Both police and protesters blamed for brutality in Nepal protests

October 16, 2015 02:32 pm | Updated 02:33 pm IST - Kathmandu

Nepalese people and Madhesi party leaders block a bridge in Birgunj, a town on the border with India, around 300 km east of Kathmandu, Nepal in this file photo.

Nepalese people and Madhesi party leaders block a bridge in Birgunj, a town on the border with India, around 300 km east of Kathmandu, Nepal in this file photo.

Nepali police and protesters both used extreme violence during recent protests in the lowland Tarai region, Human Rights Watch said on Friday in a report that included witness accounts of police shooting a teen in the face at point-blank range.

The report documents the killings of 16 members of the public and nine police between August 24 and September 11, as protests against Nepal's new constitution raged in the southern plains.

More than 40 people were killed during the unrest. The protests, which continue but are now less violent, have obstructed trade from neighbouring India, leading to crippling fuel shortages in the land-locked country.

In the case of each death examined by Human Rights Watch, it found "no evidence that any of these victims, including the police, was posing a threat" when they were killed.

"There is, in short, compelling evidence of criminal attacks on defenceless police by protesters, and abundant evidence in several cases of serious crimes by police against protesters and bystanders, including disproportionate use of force and extrajudicial killings," the report said.

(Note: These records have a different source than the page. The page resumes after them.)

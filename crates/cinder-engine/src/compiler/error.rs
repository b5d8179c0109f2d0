// This Source Code Form is subject to the terms of the Mozilla Public
// License, v. 2.0. If a copy of the MPL was not distributed with this
// file, You can obtain one at https://mozilla.org/MPL/2.0/.
//
// Copyright (c) 2025 Pegasus Heavy Industries, LLC

//! Compile-time failures.

use thiserror::Error;

/// Errors raised while turning a program tree into compiled units.
///
/// `unit` is the name of the unit being generated when the error occurred;
/// it stands in for a source position.
#[derive(Debug, Clone, PartialEq, Eq, Error)]
pub enum CompileError {
    /// A construct the code generator has no lowering for
    #[error("unsupported construct: {construct} (in {unit})")]
    UnsupportedConstruct { construct: String, unit: String },

    /// A jump references a label that was never placed
    #[error("unresolved label L{label} in {unit}")]
    UnresolvedLabel { label: u32, unit: String },

    /// A label was placed twice
    #[error("label L{label} defined twice in {unit}")]
    DuplicateLabel { label: u32, unit: String },

    /// Two units received the same name
    #[error("duplicate unit name: {0}")]
    DuplicateUnitName(String),

    /// A helper call was emitted with the wrong number of arguments
    #[error("helper {helper} takes {expected} arguments, {supplied} supplied (in {unit})")]
    HelperArityMismatch {
        helper: &'static str,
        expected: usize,
        supplied: usize,
        unit: String,
    },

    /// A reserved unit was never filled in. Indicates a code generator bug:
    /// errors in a unit's body propagate before the artifact is assembled.
    #[error("unit {0} was reserved but never finished")]
    UnfinishedUnit(String),

    /// A unit outgrew one of its index spaces
    #[error("too many {what} in {unit}")]
    TooManyOperands { what: &'static str, unit: String },
}

impl CompileError {
    pub fn unsupported(construct: impl Into<String>, unit: &str) -> Self {
        CompileError::UnsupportedConstruct {
            construct: construct.into(),
            unit: unit.to_string(),
        }
    }
}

The report cites four witnesses from the southern town of Janakpur, which was rocked by protests on September 11, who said police dragged Nitu Yadav (14), from bushes where he had been hiding and shot him "dead in the face at point-blank range".

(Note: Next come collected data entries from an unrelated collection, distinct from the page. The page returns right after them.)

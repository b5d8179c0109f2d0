// This Source Code Form is subject to the terms of the Mozilla Public
// License, v. 2.0. If a copy of the MPL was not distributed with this
// file, You can obtain one at https://mozilla.org/MPL/2.0/.
//
// Copyright (c) 2025 Pegasus Heavy Industries, LLC

//! End-to-end tests: program trees are compiled into units and run on the
//! reference interpreter.

use cinder_engine::{Completion, CompletionKind, Compiler, Config, Engine, Realm, Value, VmError};
use serde_json::{Value as Json, json};

// ============================================================================
// Program tree builders
// ============================================================================

fn num(value: f64) -> Json {
    json!({"type": "NumericLiteral", "value": value})
}

fn string(value: &str) -> Json {
    json!({"type": "StringLiteral", "value": value})
}

fn boolean(value: bool) -> Json {
    json!({"type": "BooleanLiteral", "value": value})
}

fn ident(name: &str) -> Json {
    json!({"type": "Identifier", "name": name})
}

fn binary(operator: &str, left: Json, right: Json) -> Json {
    json!({"type": "BinaryExpression", "operator": operator, "left": left, "right": right})
}

fn logical(operator: &str, left: Json, right: Json) -> Json {
    json!({"type": "LogicalExpression", "operator": operator, "left": left, "right": right})
}

fn assign(operator: &str, target: Json, value: Json) -> Json {
    json!({"type": "AssignmentExpression", "operator": operator, "left": target, "right": value})
}

fn increment(target: Json) -> Json {
    json!({"type": "UpdateExpression", "operator": "++", "argument": target, "prefix": false})
}

fn member(object: Json, property: &str) -> Json {
    json!({"type": "MemberExpression", "object": object, "property": ident(property)})
}

fn index(object: Json, key: Json) -> Json {
    json!({"type": "MemberExpression", "object": object, "property": key, "computed": true})
}

fn call(callee: Json, arguments: Vec<Json>) -> Json {
    json!({"type": "CallExpression", "callee": callee, "arguments": arguments})
}

fn unary(operator: &str, argument: Json) -> Json {
    json!({"type": "UnaryExpression", "operator": operator, "argument": argument})
}

fn object(properties: Vec<(&str, Json)>) -> Json {
    let properties: Vec<Json> = properties
        .into_iter()
        .map(|(key, value)| json!({"type": "ObjectProperty", "key": ident(key), "value": value}))
        .collect();
    json!({"type": "ObjectExpression", "properties": properties})
}

fn function(name: Option<&str>, params: &[&str], body: Vec<Json>) -> Json {
    let params: Vec<Json> = params.iter().map(|p| ident(p)).collect();
    json!({
        "id": name.map(ident),
        "params": params,
        "body": {"type": "BlockStatement", "body": body},
    })
}

fn function_declaration(name: &str, params: &[&str], body: Vec<Json>) -> Json {
    let mut node = function(Some(name), params, body);
    node["type"] = json!("FunctionDeclaration");
    node
}

fn function_expression(params: &[&str], body: Vec<Json>) -> Json {
    let mut node = function(None, params, body);
    node["type"] = json!("FunctionExpression");
    node
}

fn expr(expression: Json) -> Json {
    json!({"type": "ExpressionStatement", "expression": expression})
}

fn var(declarations: Vec<(&str, Option<Json>)>) -> Json {
    let declarations: Vec<Json> = declarations
        .into_iter()
        .map(|(name, init)| json!({"type": "VariableDeclarator", "id": ident(name), "init": init}))
        .collect();
    json!({"type": "VariableDeclaration", "kind": "var", "declarations": declarations})
}

fn block(body: Vec<Json>) -> Json {
    json!({"type": "BlockStatement", "body": body})
}

fn if_stmt(test: Json, consequent: Json, alternate: Option<Json>) -> Json {
    json!({"type": "IfStatement", "test": test, "consequent": consequent, "alternate": alternate})
}

fn for_stmt(init: Json, test: Json, update: Json, body: Json) -> Json {
    json!({"type": "ForStatement", "init": init, "test": test, "update": update, "body": body})
}

fn labeled(label: &str, body: Json) -> Json {
    json!({"type": "LabeledStatement", "label": ident(label), "body": body})
}

fn break_stmt(label: Option<&str>) -> Json {
    json!({"type": "BreakStatement", "label": label.map(ident)})
}

fn continue_stmt(label: Option<&str>) -> Json {
    json!({"type": "ContinueStatement", "label": label.map(ident)})
}

fn return_stmt(argument: Json) -> Json {
    json!({"type": "ReturnStatement", "argument": argument})
}

fn throw_stmt(argument: Json) -> Json {
    json!({"type": "ThrowStatement", "argument": argument})
}

fn print(argument: Json) -> Json {
    json!({"type": "PrintStatement", "argument": argument})
}

// ============================================================================
// Harness
// ============================================================================

fn engine() -> Engine {
    Engine::with_config(Config {
        trace_units: true,
        ..Config::default()
    })
}

fn eval_in(engine: &mut Engine, body: Vec<Json>) -> Completion {
    let tree = json!({ "body": body }).to_string();
    engine.eval_json(&tree).expect("program should compile and run")
}

fn eval(body: Vec<Json>) -> Completion {
    eval_in(&mut engine(), body)
}

fn value_of(body: Vec<Json>) -> Value {
    let completion = eval(body);
    assert_eq!(completion.kind, CompletionKind::Normal, "{:?}", completion);
    completion.value_or_undefined()
}

// ============================================================================
// Statements
// ============================================================================

#[test]
fn test_if_else_picks_branch() {
    let program = |test: bool| {
        vec![if_stmt(
            boolean(test),
            block(vec![expr(string("yes"))]),
            Some(block(vec![expr(string("no"))])),
        )]
    };
    assert_eq!(value_of(program(true)), Value::from("yes"));
    assert_eq!(value_of(program(false)), Value::from("no"));
}

#[test]
fn test_switch_matches_strictly_and_breaks() {
    let case = |test: Option<Json>, result: &str| {
        json!({
            "type": "SwitchCase",
            "test": test,
            "consequent": [expr(assign("=", ident("r"), string(result))), break_stmt(None)],
        })
    };
    let value = value_of(vec![
        var(vec![("r", None)]),
        json!({
            "type": "SwitchStatement",
            "discriminant": num(2.0),
            "cases": [
                case(Some(num(1.0)), "a"),
                case(Some(num(2.0)), "b"),
                case(None, "c"),
                case(Some(string("2")), "d"),
            ],
        }),
        expr(ident("r")),
    ]);
    assert_eq!(value, Value::from("b"));
}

"Doctors who subsequently examined Yadav's body confirmed that it bore injuries consistent with this account," the report said.

A Home Ministry official told Reuters he had not yet read the report.

"Our law is that police and armed police may not use force against peaceful protesters," he said. "But, when the protests are violent, and people are throwing petrol bombs at the police, then they have to make sure of their own safety."

The official declined to say whether there would be a review of the police actions in the Tarai.

The killing of Yadav, along with four others in Janakpur and neighbouring Mahottari, followed the lynching of police assistant sub-inspector Thaman Bishwokarma, who was killed by protesters in Mahottari.

The violence, which resulted in much of southern Nepal being placed under curfew, escalated after the killing of eight police in Tikapur in far western Nepal on August 24.